Earlier this summer, I stood in the garden behind the caboose, filling a pail with water. I glanced upward and noticed the grapes on the arbor were bigger and very hard green. Soon they will turn purple and burst with the musky odor of wine. When this happens, I pick them and pasteurize juice into bottles. Many clusters of the grapes are wasted
each season, trampled underfoot. The fallen ones will ferment in the heat of summer afternoons. It will smell like wine. The arbor is the only cool spot and people will gather to sit there under the table
and do chores. The air will be rich with the sweat of human work.
An older woman will shell peas while a young girl embroiders raggedy tea towels, sewing daisy chains around the various holes and making a blanket stitch around the edges to keep them from fraying anymore than they are. Nothing is wasted here. A boom box plays fado in the garden
across a small fence which keeps dogs from digging to China by way of the artichokes.Young mothers are weeding and discussing the upcoming concert at Black Oak Ranch, while their fat babies dig in the rich earth with old teaspoons.
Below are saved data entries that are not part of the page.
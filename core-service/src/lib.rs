//! Core service façade and bootstrap helpers.
//!
//! This crate wires host-provided bridge implementations (HTTP, payload and
//! position storage, audio engines, catalogue) into a running playback
//! controller. Desktop apps typically enable the `desktop-shims` feature
//! (which depends on `bridge-desktop`) so that missing HTTP and storage
//! bridges fall back to the desktop defaults.
//!
//! ```ignore
//! use core_runtime::config::CoreConfig;
//! use core_service::PlayerService;
//!
//! let config = CoreConfig::builder()
//!     .engine_factory(engines)
//!     .catalogue(catalogue)
//!     .build()?;
//! let service = PlayerService::start(config, Default::default(), Default::default()).await?;
//! service.handle().select_track("https://cdn.example/intro.mp3").await?;
//! ```

pub mod error;

pub use error::{CoreError, Result};

#[cfg(feature = "desktop-shims")]
pub use bridge_desktop::{FileKeyValueStore, MemoryKeyValueStore, ReqwestHttpClient};

use std::sync::Arc;

use core_async::task::JoinHandle;
use core_library::CatalogueProvider;
use core_playback::{
    CacheConfig, HttpPayloadFetcher, PlayerHandle, PlayerStore, PositionStore, ResourceCache,
    SessionConfig, SessionController, SessionDependencies,
};
use core_runtime::config::CoreConfig;
use core_runtime::events::{EventBus, EventStream};
use tracing::{info, warn};

/// Primary façade exposed to host applications.
///
/// Owns the background controller task. Commands go through
/// [`handle`](Self::handle), state is observed through [`store`](Self::store)
/// and events through [`events`](Self::events).
pub struct PlayerService {
    handle: PlayerHandle,
    store: PlayerStore,
    event_bus: EventBus,
    cache: Arc<ResourceCache>,
    positions: PositionStore,
    catalogue: Arc<dyn CatalogueProvider>,
    controller: JoinHandle<()>,
}

impl PlayerService {
    /// Validate the configuration, assemble the playback core and spawn the
    /// session controller.
    ///
    /// Expired resume positions are pruned once before the controller starts.
    pub async fn start(
        config: CoreConfig,
        cache_config: CacheConfig,
        session_config: SessionConfig,
    ) -> Result<Self> {
        config.validate()?;

        let event_bus = EventBus::new(config.event_buffer_size);

        let fetcher = Arc::new(HttpPayloadFetcher::new(Arc::clone(&config.http_client)));
        let cache = Arc::new(
            ResourceCache::new(
                cache_config,
                Arc::clone(&config.payload_store),
                fetcher,
                Arc::clone(&config.clock),
            )?
            .with_event_bus(event_bus.clone()),
        );

        let positions = PositionStore::new(
            Arc::clone(&config.position_store),
            Arc::clone(&config.clock),
            session_config.position_retention,
        );
        let pruned = positions.prune().await;
        if pruned > 0 {
            info!(pruned, "Pruned expired playback positions");
        }

        let (controller, handle, store) = SessionController::new(
            session_config,
            SessionDependencies {
                cache: Arc::clone(&cache),
                positions: positions.clone(),
                engines: Arc::clone(&config.engine_factory),
                catalogue: Arc::clone(&config.catalogue),
            },
        )?;
        let controller = controller.with_event_bus(event_bus.clone()).spawn();

        info!("Player service started");

        Ok(Self {
            handle,
            store,
            event_bus,
            cache,
            positions,
            catalogue: config.catalogue,
            controller,
        })
    }

    /// Command channel into the controller. Cheap to clone.
    pub fn handle(&self) -> PlayerHandle {
        self.handle.clone()
    }

    /// Read-only view of the player state.
    pub fn store(&self) -> PlayerStore {
        self.store.clone()
    }

    /// Subscribe to playback and cache events emitted from now on.
    pub fn events(&self) -> EventStream {
        self.event_bus.stream()
    }

    pub fn cache(&self) -> Arc<ResourceCache> {
        Arc::clone(&self.cache)
    }

    pub fn positions(&self) -> &PositionStore {
        &self.positions
    }

    pub fn catalogue(&self) -> Arc<dyn CatalogueProvider> {
        Arc::clone(&self.catalogue)
    }

    /// Stop playback, save the current position and wait for the controller
    /// task to exit.
    pub async fn shutdown(self) -> Result<()> {
        if !self.handle.is_closed() {
            self.handle.shutdown().await?;
        }
        if let Err(e) = self.controller.await {
            warn!(error = %e, "Playback controller task ended abnormally");
        }
        info!("Player service stopped");
        Ok(())
    }
}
This is a small compound of six living places. Everyone has a purpose and a commitment. It took several years of people moving in and around to discover the right combination of personalities. We have children, we have cats, two dogs, a hot tub on wheels that visits different farms throughout our community (you supply the wood), we have elders, well, one now, Virginia at eighty-three is waiting to join Stan at 92 who left us last September. We have a single father and a boy and his dog. Mark cooks every weekend , come eat with us, we are all us and Virginia is teaching women how to make fudge the old way. Our newly weds are smiling. On Friday evenings we stand with candles in front of the hospital with others from our small town and witness for peace. It's time to heal the land before the winter curtain comes down until Spring.

The earth is a thick rich chocolate cake here, where we have worked the soil for years with goat manure or sheepshit. We are growing babies in
rows and mounds of earth. It's a happy time for all of us in a place where to compost means to enrich, to grow, to fatten instead of to rot,
instead of to war one against the other. We cling to our ideas with strong hands and thick arms, with breasts full of milk. We are bringing summer into jars and braids of garlic and apples hidden in straw, so that on cold winter days, we can open the plum jam and honey bees will lighten the room with their golden song.